[DATA FOR THIS EXERCISE Boundary: Start]

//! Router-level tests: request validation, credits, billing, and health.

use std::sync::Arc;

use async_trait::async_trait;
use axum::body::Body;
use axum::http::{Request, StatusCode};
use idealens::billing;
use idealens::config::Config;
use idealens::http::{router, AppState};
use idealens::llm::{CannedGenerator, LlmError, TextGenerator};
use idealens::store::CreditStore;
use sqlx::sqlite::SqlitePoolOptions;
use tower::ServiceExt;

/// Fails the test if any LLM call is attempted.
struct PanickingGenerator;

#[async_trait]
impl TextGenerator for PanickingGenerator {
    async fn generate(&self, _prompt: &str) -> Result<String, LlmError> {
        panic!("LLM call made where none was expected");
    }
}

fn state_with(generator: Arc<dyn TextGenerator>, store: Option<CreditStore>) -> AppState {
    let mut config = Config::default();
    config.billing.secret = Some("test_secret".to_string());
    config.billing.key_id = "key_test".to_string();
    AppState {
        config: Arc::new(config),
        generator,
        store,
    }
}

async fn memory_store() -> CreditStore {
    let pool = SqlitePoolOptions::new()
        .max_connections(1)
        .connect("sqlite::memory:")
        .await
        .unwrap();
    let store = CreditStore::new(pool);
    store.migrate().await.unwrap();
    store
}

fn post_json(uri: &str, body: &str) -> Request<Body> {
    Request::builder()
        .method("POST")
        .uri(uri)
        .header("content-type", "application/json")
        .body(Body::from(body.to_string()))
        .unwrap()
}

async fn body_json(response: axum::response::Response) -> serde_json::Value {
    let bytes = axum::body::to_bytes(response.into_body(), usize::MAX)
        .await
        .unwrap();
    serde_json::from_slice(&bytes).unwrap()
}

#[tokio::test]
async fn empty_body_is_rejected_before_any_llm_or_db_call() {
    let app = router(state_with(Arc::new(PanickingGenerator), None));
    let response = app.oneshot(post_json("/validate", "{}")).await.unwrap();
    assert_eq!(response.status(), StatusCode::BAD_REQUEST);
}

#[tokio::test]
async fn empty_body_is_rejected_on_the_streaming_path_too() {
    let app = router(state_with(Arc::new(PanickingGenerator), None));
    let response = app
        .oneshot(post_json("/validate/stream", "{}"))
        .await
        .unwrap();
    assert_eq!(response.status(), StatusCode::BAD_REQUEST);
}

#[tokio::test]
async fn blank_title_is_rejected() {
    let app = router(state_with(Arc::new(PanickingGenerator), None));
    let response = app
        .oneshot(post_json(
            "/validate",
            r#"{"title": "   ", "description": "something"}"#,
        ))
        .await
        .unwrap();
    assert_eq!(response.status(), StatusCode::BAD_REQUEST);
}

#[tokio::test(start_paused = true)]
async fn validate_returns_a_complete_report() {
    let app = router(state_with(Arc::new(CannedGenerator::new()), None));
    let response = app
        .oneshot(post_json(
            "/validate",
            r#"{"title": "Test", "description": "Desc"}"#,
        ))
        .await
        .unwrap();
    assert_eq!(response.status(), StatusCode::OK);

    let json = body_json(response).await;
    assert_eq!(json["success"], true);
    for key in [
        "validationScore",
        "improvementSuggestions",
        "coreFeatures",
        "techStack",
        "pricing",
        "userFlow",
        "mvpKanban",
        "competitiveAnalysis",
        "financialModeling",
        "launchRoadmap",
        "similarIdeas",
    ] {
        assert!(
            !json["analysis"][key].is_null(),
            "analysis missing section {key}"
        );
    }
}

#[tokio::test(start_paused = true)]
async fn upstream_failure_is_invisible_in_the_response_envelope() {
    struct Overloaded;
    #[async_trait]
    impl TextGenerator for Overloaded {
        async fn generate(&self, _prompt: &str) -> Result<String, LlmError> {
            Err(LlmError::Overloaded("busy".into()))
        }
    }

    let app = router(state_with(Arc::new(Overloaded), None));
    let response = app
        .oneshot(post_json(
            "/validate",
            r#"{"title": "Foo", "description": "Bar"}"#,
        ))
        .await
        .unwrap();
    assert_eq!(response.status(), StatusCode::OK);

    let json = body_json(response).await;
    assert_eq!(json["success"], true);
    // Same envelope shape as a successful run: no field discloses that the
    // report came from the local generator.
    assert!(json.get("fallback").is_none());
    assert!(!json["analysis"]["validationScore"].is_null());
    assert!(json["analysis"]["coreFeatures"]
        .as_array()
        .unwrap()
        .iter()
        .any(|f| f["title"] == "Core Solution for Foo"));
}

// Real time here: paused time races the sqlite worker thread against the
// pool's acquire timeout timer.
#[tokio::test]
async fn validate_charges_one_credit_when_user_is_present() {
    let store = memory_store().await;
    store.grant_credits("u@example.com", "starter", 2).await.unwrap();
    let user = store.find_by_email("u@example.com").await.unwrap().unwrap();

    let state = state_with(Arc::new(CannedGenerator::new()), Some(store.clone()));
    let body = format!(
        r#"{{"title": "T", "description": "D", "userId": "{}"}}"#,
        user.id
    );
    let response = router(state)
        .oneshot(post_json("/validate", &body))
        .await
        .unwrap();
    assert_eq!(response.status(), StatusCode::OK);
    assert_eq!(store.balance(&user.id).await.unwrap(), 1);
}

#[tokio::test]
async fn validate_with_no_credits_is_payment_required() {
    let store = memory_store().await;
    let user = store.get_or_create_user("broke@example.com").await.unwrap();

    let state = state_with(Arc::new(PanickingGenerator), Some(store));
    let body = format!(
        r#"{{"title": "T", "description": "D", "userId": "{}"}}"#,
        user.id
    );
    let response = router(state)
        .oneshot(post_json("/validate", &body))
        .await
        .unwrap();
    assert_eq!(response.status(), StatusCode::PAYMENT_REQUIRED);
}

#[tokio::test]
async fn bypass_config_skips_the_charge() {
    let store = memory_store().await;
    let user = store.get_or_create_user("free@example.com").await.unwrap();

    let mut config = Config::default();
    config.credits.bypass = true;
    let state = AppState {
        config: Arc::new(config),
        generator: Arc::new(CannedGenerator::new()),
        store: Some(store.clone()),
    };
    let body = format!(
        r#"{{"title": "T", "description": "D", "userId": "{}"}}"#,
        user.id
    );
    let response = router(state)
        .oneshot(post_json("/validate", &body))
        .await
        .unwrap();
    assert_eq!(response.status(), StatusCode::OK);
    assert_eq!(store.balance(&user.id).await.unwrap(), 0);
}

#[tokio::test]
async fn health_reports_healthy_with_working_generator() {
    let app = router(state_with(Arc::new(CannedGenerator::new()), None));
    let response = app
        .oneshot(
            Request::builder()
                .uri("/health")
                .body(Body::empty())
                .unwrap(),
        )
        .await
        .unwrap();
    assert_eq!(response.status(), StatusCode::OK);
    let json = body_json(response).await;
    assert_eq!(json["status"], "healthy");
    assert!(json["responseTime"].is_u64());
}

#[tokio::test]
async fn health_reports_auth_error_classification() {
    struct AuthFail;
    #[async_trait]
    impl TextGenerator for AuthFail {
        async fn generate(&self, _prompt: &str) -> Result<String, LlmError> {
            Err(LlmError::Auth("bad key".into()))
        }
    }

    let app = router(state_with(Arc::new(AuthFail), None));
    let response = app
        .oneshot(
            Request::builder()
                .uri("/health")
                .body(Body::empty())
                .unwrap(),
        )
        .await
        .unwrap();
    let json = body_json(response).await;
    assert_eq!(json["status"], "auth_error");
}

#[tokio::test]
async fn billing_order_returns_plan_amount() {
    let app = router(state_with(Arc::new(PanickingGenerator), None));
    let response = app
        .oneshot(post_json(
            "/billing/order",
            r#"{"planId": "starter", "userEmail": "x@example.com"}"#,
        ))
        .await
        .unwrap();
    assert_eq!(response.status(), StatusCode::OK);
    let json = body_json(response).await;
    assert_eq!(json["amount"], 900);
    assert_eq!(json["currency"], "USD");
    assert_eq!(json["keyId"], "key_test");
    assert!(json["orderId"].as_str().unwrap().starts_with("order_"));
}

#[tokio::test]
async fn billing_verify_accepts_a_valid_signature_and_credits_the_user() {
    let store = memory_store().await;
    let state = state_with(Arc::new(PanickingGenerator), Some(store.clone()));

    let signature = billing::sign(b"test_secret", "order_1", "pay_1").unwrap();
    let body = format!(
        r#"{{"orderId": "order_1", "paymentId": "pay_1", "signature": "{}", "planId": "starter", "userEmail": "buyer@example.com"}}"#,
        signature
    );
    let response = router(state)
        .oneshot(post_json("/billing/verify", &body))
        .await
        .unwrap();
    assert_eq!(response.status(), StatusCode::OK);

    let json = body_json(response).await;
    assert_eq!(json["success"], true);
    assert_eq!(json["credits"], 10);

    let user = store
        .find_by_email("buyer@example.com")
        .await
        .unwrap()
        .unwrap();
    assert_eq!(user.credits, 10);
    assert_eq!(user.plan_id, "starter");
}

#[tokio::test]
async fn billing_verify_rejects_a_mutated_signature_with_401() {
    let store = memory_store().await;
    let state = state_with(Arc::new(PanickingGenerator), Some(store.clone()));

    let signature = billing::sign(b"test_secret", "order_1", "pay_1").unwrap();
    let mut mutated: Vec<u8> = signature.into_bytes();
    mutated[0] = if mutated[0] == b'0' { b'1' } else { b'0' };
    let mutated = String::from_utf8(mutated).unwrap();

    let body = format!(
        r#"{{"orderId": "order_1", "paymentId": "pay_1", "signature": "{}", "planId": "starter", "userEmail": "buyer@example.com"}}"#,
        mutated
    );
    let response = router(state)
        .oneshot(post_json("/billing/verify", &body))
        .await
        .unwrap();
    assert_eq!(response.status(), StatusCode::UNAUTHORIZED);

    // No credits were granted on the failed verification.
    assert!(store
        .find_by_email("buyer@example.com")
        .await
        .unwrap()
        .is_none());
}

[DATA FOR THIS EXERCISE Boundary: End]

ASSIGNMENT — Copy the lines from the entries above in which the word "http" appears.

OUTPUT FOR THIS EXERCISE —
use axum::http::{Request, StatusCode};
use idealens::http::{router, AppState};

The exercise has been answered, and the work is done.